Piper Jaffray is out with a research report this morning, where it takes a look at the increase in inventories at retailers versus each company’s pricing power. The PJ analysts said, “Our proprietary pricing analysis points to further apparel price declines in July.” They added, “This would be the sixth consecutive month of declines, but is on pace for a more moderate Y/Y decline versus the previous two months. Our analysis focuses on the mass merchant retailers Target TGT, JC Penney JCP and Kohl's KSS by comparing year-over-year price changes in like items advertised in weekly circulars. Once again, Kohl's has the strongest pricing with a +1.2% increase for the month. This is the sixth consecutive month Kohl's had the strongest pricing. For JC Penney (-4.2%) and Target (-5.1%), we observed larger price declines consistent with their strategy to increase market share by driving key items.” They further noted, “In May, apparel imports increased 18.4% Y/Y on a unit basis. This was the most growth since May 2005 and the last four months have averaged 16.1%. We believe this double-digit growth will need to moderate to avoid overstocking. Apparel imports by dollar volume increased 13.0% Y/Y in May, accelerating from March (+9.5%) and April (+9.8%) levels. The level of imported units does indicate retailers' speed of restocking. We anticipate continued unit growth for the remainder of the year as retail buyers plan to drive sales to generate leverage on fixed expenses versus maintaining prior peak merchandise margins.” The Piper Jaffray analysts also noted, “Merchandise margin gains in late 2009 and the first half of 2010 are likely to moderate during the back half of 2010. Comparisons become more challenging and input costs have risen during the past few months.
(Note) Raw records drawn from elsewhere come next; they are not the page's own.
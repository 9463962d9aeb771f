//! Recipe detail screen (`/recipe/{id}`).

use crate::http::RecipeApi;
use crate::types::Recipe;

#[derive(Debug, Clone, PartialEq)]
pub enum DetailState {
    Loading,
    Loaded(Recipe),
    NotFound,
}

/// Loads one recipe per activation. Nothing is cached between loads.
#[derive(Debug)]
pub struct RecipeDetailLoader {
    state: DetailState,
}

impl Default for RecipeDetailLoader {
    fn default() -> Self {
        Self::new()
    }
}

impl RecipeDetailLoader {
    pub fn new() -> Self {
        Self {
            state: DetailState::Loading,
        }
    }

    pub fn state(&self) -> &DetailState {
        &self.state
    }

    pub fn recipe(&self) -> Option<&Recipe> {
        match &self.state {
            DetailState::Loaded(recipe) => Some(recipe),
            _ => None,
        }
    }

    /// Resolve the route parameter and fetch. Any present id is sent as is,
    /// so the service decides what exists; only a missing id skips the request.
    pub async fn load(&mut self, api: &dyn RecipeApi, id: Option<&str>) -> &DetailState {
        self.state = DetailState::Loading;

        let Some(id) = id else {
            tracing::debug!("no recipe id in route");
            self.state = DetailState::NotFound;
            return &self.state;
        };

        self.state = match api.get_recipe(id).await {
            Ok(recipe) => DetailState::Loaded(recipe),
            Err(e) => {
                tracing::error!(id, error = %e, "error fetching recipe");
                DetailState::NotFound
            }
        };
        &self.state
    }
}
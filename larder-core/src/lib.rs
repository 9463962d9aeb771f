pub mod config;
pub mod detail;
pub mod draft;
pub mod error;
pub mod http;
pub mod list;
pub mod routes;
pub mod scratch;
pub mod search;
pub mod submission;
pub mod types;

pub use config::ApiConfig;
pub use detail::{DetailState, RecipeDetailLoader};
pub use draft::{DraftRecipe, ListField, TextField};
pub use error::{ApiError, FormError, SubmitError};
pub use http::{Endpoint, HttpRecipeApi, HttpRecipeApiBuilder, MockRecipeApi, RecipeApi};
pub use list::{Facets, LoadState, RecipeListEngine, Selection, PAGE_SIZE};
pub use routes::Route;
pub use scratch::{Debouncer, Task, TaskChange, TaskList};
pub use search::{RecipeSearch, SearchOutcome};
pub use submission::{SubmissionController, SubmitOutcome};
pub use types::{NewRecipe, Recipe, RecipePage};
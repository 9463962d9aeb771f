//! Recipe list screen: one fetch of the whole collection, client-side cuisine and
//! difficulty filtering, and either a paged window or an infinite-scroll
//! accumulator over the filtered result.

use crate::http::RecipeApi;
use crate::types::Recipe;

/// Items per page, and per "load more" batch.
pub const PAGE_SIZE: usize = 6;

/// Wildcard facet label.
pub const ALL: &str = "All";

/// A filter selection: the "All" wildcard or one exact value.
#[derive(Debug, Clone, Default, PartialEq, Eq)]
pub enum Selection {
    #[default]
    All,
    Only(String),
}

impl Selection {
    /// "All" maps to the wildcard, anything else to an exact match.
    pub fn parse(value: &str) -> Self {
        if value == ALL {
            Selection::All
        } else {
            Selection::Only(value.to_string())
        }
    }

    /// Case-sensitive equality, or always true for the wildcard.
    pub fn matches(&self, value: &str) -> bool {
        match self {
            Selection::All => true,
            Selection::Only(wanted) => wanted == value,
        }
    }

    pub fn as_str(&self) -> &str {
        match self {
            Selection::All => ALL,
            Selection::Only(value) => value,
        }
    }
}

/// Distinct cuisine and difficulty values, in order of first appearance.
///
/// The "All" wildcard is implicit and not stored.
#[derive(Debug, Clone, Default, PartialEq, Eq)]
pub struct Facets {
    pub cuisines: Vec<String>,
    pub difficulties: Vec<String>,
}

impl Facets {
    pub fn from_recipes(recipes: &[Recipe]) -> Self {
        Self {
            cuisines: distinct(recipes.iter().map(|r| r.cuisine.as_str())),
            difficulties: distinct(recipes.iter().map(|r| r.difficulty.as_str())),
        }
    }
}

fn distinct<'a>(values: impl Iterator<Item = &'a str>) -> Vec<String> {
    let mut seen: Vec<String> = Vec::new();
    for value in values {
        if !seen.iter().any(|s| s == value) {
            seen.push(value.to_string());
        }
    }
    seen
}

/// Recipes passing both selections, in collection order.
pub fn filter_recipes<'a>(
    recipes: &'a [Recipe],
    cuisine: &Selection,
    difficulty: &Selection,
) -> Vec<&'a Recipe> {
    recipes
        .iter()
        .filter(|r| cuisine.matches(&r.cuisine) && difficulty.matches(&r.difficulty))
        .collect()
}

/// `ceil(len / PAGE_SIZE)`.
pub fn page_count(len: usize) -> usize {
    len.div_ceil(PAGE_SIZE)
}

/// The `page`-th window of `items`. Empty past the end.
pub fn page_window<T>(items: &[T], page: usize) -> &[T] {
    let start = page.saturating_mul(PAGE_SIZE).min(items.len());
    let end = start.saturating_add(PAGE_SIZE).min(items.len());
    &items[start..end]
}

/// Progress of the one collection fetch.
#[derive(Debug, Clone, PartialEq, Eq)]
pub enum LoadState {
    Loading,
    Ready,
    Failed(String),
}

/// State behind the `/` screen.
#[derive(Debug)]
pub struct RecipeListEngine {
    recipes: Vec<Recipe>,
    facets: Facets,
    cuisine: Selection,
    difficulty: Selection,
    page: usize,
    infinite_scroll: bool,
    accumulator: Vec<Recipe>,
    state: LoadState,
}

impl Default for RecipeListEngine {
    fn default() -> Self {
        Self::new()
    }
}

impl RecipeListEngine {
    pub fn new() -> Self {
        Self {
            recipes: Vec::new(),
            facets: Facets::default(),
            cuisine: Selection::All,
            difficulty: Selection::All,
            page: 0,
            infinite_scroll: false,
            accumulator: Vec::new(),
            state: LoadState::Loading,
        }
    }

    /// Fetch the whole collection once. Failures are logged and leave the
    /// collection empty; there is no retry.
    pub async fn load(&mut self, api: &dyn RecipeApi) {
        self.state = LoadState::Loading;

        match api.list_recipes().await {
            Ok(page) => {
                tracing::debug!(count = page.recipes.len(), total = page.total, "recipes loaded");
                self.set_recipes(page.recipes);
            }
            Err(e) => {
                tracing::error!(error = %e, "error fetching recipes");
                self.set_recipes(Vec::new());
                self.state = LoadState::Failed(e.to_string());
            }
        }
    }

    /// Replace the collection, recompute facets, and reseed the accumulator.
    pub fn set_recipes(&mut self, recipes: Vec<Recipe>) {
        self.recipes = recipes;
        self.facets = Facets::from_recipes(&self.recipes);
        self.state = LoadState::Ready;
        tracing::debug!(
            cuisines = ?self.facets.cuisines,
            difficulties = ?self.facets.difficulties,
            "facets derived"
        );
        self.reseed();
    }

    pub fn state(&self) -> &LoadState {
        &self.state
    }

    pub fn is_loading(&self) -> bool {
        self.state == LoadState::Loading
    }

    pub fn recipes(&self) -> &[Recipe] {
        &self.recipes
    }

    pub fn facets(&self) -> &Facets {
        &self.facets
    }

    pub fn cuisine(&self) -> &Selection {
        &self.cuisine
    }

    pub fn difficulty(&self) -> &Selection {
        &self.difficulty
    }

    /// Changing the cuisine reseeds the accumulator. The page index is kept.
    pub fn set_cuisine(&mut self, cuisine: Selection) {
        if self.cuisine != cuisine {
            self.cuisine = cuisine;
            self.reseed();
        }
    }

    /// Changing the difficulty does not reseed the accumulator; already
    /// revealed items stay until the next cuisine, collection, or toggle change.
    pub fn set_difficulty(&mut self, difficulty: Selection) {
        self.difficulty = difficulty;
    }

    pub fn filtered(&self) -> Vec<&Recipe> {
        filter_recipes(&self.recipes, &self.cuisine, &self.difficulty)
    }

    pub fn page_count(&self) -> usize {
        page_count(self.filtered().len())
    }

    /// The stored page index, which may be stale after a filter change.
    pub fn page(&self) -> usize {
        self.page
    }

    /// The page actually served: the stored index clamped to the last page.
    pub fn current_page(&self) -> usize {
        self.page.min(self.page_count().saturating_sub(1))
    }

    /// Select a page as the pager would. Indexes past the end select the last page.
    pub fn set_page(&mut self, page: usize) {
        self.page = page.min(self.page_count().saturating_sub(1));
    }

    pub fn next_page(&mut self) -> bool {
        let current = self.current_page();
        if current + 1 < self.page_count() {
            self.page = current + 1;
            true
        } else {
            false
        }
    }

    pub fn prev_page(&mut self) -> bool {
        let current = self.current_page();
        if current > 0 {
            self.page = current - 1;
            true
        } else {
            false
        }
    }

    /// Items on the served page.
    pub fn page_items(&self) -> Vec<&Recipe> {
        let filtered = self.filtered();
        page_window(&filtered, self.current_page()).to_vec()
    }

    pub fn infinite_scroll(&self) -> bool {
        self.infinite_scroll
    }

    /// Switch between paged and infinite-scroll mode. Either direction resets
    /// the page index; turning it on reseeds the accumulator, turning it off
    /// empties it. Filter selections are kept.
    pub fn set_infinite_scroll(&mut self, enabled: bool) {
        if self.infinite_scroll == enabled {
            return;
        }
        self.infinite_scroll = enabled;
        self.page = 0;
        if enabled {
            self.reseed();
        } else {
            self.accumulator.clear();
        }
    }

    pub fn toggle_infinite_scroll(&mut self) {
        self.set_infinite_scroll(!self.infinite_scroll);
    }

    pub fn accumulator(&self) -> &[Recipe] {
        &self.accumulator
    }

    pub fn has_more(&self) -> bool {
        self.accumulator.len() < self.filtered().len()
    }

    /// Append the next batch to the accumulator. Returns how many were added;
    /// 0 when exhausted or when infinite scroll is off.
    pub fn load_more(&mut self) -> usize {
        if !self.infinite_scroll {
            return 0;
        }
        let next: Vec<Recipe> = {
            let filtered = self.filtered();
            let start = self.accumulator.len().min(filtered.len());
            let end = (start + PAGE_SIZE).min(filtered.len());
            filtered[start..end].iter().map(|r| (*r).clone()).collect()
        };
        let added = next.len();
        self.accumulator.extend(next);
        added
    }

    fn reseed(&mut self) {
        if !self.infinite_scroll {
            return;
        }
        let first: Vec<Recipe> = self
            .filtered()
            .into_iter()
            .take(PAGE_SIZE)
            .cloned()
            .collect();
        self.accumulator = first;
    }
}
Increases in transportation costs are likely to become a headwind and raw material price increases/shortages will likely have a pronounced effect in 2011. Gross margin expansion should remain subdued as retailers lose the tailwind from declining inventories but can still benefit from operating leverage. We believe select retailers can show gross margin improvement in the second half of 2010 and 2011 due to changes in product mix, higher sales of private label brands, and higher direct-to-consumer sales.”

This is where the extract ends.